== Segment start ==

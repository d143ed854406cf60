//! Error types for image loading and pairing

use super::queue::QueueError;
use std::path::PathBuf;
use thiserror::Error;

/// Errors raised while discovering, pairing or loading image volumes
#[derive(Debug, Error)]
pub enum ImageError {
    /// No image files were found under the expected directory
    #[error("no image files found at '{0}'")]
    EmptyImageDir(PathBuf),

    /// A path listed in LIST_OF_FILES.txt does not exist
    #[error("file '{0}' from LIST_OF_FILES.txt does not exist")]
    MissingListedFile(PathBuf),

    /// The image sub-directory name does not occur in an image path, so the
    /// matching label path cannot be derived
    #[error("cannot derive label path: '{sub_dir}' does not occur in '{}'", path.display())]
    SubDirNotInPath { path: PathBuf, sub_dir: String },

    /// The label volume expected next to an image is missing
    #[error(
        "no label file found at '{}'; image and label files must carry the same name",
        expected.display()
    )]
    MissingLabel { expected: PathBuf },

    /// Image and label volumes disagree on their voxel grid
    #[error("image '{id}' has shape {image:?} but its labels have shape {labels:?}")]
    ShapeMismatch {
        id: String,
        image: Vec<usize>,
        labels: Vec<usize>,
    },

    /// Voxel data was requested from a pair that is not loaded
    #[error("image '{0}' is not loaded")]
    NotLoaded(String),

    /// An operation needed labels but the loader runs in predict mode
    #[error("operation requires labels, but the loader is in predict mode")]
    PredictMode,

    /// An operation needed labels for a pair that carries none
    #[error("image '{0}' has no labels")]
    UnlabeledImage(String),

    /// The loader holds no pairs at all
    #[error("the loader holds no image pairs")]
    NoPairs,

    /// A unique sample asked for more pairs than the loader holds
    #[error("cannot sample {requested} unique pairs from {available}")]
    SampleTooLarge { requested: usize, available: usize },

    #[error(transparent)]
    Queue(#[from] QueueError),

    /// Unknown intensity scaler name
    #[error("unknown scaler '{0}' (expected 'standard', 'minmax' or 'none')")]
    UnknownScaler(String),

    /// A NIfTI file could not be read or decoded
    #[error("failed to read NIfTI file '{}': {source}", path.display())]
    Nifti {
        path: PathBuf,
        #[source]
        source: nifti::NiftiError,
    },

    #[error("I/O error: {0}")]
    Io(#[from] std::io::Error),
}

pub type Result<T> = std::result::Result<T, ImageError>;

== Segment end ==
== Segment start ==

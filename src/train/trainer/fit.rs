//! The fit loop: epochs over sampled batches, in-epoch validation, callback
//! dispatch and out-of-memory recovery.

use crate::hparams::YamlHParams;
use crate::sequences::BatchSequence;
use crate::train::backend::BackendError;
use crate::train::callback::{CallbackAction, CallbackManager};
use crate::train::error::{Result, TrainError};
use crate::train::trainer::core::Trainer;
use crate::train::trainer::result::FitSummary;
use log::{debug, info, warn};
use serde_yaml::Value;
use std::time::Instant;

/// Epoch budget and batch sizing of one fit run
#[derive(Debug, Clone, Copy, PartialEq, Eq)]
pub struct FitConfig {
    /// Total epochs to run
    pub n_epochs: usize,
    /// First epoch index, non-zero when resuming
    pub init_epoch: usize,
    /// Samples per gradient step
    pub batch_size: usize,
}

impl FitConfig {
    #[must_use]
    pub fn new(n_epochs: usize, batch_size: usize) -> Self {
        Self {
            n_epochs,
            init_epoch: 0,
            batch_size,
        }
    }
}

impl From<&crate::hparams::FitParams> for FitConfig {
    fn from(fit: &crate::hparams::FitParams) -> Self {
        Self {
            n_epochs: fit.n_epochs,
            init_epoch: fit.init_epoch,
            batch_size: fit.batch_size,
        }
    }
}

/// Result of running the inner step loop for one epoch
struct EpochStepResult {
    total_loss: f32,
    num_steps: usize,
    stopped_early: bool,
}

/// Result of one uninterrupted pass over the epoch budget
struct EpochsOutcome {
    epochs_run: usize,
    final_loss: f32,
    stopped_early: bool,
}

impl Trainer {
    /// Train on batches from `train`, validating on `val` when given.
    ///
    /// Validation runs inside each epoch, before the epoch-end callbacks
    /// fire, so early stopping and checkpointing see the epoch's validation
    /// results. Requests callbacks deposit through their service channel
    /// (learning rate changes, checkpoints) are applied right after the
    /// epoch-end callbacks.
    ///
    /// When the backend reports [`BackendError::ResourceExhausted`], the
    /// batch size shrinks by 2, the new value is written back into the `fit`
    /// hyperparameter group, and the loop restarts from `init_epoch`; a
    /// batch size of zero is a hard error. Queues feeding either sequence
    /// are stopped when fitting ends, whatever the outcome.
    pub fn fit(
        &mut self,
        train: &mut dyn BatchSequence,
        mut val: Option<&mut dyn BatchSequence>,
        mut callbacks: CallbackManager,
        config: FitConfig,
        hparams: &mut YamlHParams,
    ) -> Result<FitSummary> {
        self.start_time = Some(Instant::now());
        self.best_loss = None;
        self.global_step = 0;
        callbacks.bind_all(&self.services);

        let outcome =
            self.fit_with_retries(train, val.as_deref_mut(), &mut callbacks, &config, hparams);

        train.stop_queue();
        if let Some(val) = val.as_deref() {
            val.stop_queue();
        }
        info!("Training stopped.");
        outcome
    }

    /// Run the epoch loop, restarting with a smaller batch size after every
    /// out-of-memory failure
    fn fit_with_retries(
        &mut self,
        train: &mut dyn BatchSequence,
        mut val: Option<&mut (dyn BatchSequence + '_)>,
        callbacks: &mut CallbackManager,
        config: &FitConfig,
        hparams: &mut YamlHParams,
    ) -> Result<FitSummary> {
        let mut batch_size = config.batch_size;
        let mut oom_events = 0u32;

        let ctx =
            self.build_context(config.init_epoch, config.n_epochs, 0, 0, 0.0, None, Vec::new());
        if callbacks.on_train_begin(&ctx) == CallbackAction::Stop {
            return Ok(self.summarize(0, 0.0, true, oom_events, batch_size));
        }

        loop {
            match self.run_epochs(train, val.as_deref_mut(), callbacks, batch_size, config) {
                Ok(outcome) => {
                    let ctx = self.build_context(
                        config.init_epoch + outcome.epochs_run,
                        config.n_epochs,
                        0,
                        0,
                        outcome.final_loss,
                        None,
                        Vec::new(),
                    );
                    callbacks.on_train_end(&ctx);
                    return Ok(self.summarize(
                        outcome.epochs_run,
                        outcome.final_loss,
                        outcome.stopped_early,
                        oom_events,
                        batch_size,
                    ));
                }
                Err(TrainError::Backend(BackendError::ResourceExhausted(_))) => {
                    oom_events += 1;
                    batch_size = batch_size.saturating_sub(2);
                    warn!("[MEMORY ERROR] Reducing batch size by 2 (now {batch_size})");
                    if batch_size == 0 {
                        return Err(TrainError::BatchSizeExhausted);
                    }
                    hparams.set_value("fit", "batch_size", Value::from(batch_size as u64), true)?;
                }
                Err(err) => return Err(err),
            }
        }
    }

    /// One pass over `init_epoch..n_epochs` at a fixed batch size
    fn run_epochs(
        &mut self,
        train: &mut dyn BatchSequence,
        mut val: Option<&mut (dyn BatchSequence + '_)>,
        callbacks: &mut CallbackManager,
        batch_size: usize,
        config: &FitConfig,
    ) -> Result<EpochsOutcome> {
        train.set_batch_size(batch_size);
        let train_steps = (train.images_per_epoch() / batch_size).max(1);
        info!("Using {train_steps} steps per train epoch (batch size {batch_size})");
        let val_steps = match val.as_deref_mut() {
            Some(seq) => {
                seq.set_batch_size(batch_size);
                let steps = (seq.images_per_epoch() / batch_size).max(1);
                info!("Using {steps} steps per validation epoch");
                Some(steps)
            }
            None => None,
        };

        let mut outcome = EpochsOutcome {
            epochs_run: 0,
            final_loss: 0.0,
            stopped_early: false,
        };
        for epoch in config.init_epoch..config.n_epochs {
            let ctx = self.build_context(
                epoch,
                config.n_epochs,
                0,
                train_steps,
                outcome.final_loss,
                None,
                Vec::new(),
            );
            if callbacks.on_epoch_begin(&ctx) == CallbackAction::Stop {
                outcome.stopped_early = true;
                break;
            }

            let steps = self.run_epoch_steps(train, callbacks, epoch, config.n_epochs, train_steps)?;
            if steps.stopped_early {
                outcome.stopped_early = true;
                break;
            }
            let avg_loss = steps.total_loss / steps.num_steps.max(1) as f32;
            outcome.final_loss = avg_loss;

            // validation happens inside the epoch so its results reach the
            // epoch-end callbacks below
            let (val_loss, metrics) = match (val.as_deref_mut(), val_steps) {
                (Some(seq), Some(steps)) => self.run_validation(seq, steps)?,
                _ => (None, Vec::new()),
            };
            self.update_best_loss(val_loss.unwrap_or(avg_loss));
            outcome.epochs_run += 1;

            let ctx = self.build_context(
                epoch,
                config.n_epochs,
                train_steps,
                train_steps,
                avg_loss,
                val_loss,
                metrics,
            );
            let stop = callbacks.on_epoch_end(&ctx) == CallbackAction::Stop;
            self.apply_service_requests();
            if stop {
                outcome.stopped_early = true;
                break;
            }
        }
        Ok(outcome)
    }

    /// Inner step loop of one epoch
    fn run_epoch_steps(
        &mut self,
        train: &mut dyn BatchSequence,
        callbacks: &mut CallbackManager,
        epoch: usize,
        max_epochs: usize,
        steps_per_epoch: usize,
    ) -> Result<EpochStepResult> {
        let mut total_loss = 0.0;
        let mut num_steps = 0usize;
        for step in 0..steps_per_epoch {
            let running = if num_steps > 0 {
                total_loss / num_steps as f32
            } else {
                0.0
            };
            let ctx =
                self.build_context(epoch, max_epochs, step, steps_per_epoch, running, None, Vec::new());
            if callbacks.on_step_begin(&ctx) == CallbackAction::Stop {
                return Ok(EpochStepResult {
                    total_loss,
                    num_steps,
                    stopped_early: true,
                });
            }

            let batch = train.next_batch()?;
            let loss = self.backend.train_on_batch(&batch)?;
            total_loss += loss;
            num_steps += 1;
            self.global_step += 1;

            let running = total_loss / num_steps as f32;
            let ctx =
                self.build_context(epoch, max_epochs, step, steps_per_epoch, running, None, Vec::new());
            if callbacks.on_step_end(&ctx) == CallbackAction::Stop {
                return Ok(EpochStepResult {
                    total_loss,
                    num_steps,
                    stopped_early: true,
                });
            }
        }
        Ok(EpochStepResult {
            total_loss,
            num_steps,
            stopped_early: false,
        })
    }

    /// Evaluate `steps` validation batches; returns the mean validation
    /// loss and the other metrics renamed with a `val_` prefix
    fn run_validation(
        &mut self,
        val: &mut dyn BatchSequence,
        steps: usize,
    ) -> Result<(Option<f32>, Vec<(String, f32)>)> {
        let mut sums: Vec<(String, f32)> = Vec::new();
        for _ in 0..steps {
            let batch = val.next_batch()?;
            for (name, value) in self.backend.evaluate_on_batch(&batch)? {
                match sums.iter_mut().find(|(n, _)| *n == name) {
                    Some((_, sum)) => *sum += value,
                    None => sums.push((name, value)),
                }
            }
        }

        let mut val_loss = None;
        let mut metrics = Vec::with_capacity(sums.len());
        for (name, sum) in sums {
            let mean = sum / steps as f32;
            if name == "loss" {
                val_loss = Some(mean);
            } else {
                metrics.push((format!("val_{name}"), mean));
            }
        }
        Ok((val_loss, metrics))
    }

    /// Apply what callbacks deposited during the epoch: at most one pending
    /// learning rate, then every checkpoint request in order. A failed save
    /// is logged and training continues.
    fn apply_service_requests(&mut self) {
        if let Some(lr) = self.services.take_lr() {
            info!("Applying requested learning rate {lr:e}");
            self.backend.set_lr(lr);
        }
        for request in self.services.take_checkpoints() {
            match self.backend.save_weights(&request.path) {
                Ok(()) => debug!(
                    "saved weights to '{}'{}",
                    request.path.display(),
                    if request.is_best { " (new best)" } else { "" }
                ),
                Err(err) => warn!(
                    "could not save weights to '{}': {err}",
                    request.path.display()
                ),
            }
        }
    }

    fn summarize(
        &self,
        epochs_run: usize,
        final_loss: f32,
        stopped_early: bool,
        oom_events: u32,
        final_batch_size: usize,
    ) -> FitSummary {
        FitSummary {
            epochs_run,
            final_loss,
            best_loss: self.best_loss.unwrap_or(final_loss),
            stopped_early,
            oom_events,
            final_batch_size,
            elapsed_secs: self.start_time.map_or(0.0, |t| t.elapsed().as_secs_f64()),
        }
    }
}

== Segment end ==

EXERCISE PROMPT —
Each line holding "every" should be copied from the material above.

OUTPUT FOR THIS TASK —
    /// Run the epoch loop, restarting with a smaller batch size after every
    /// learning rate, then every checkpoint request in order. A failed save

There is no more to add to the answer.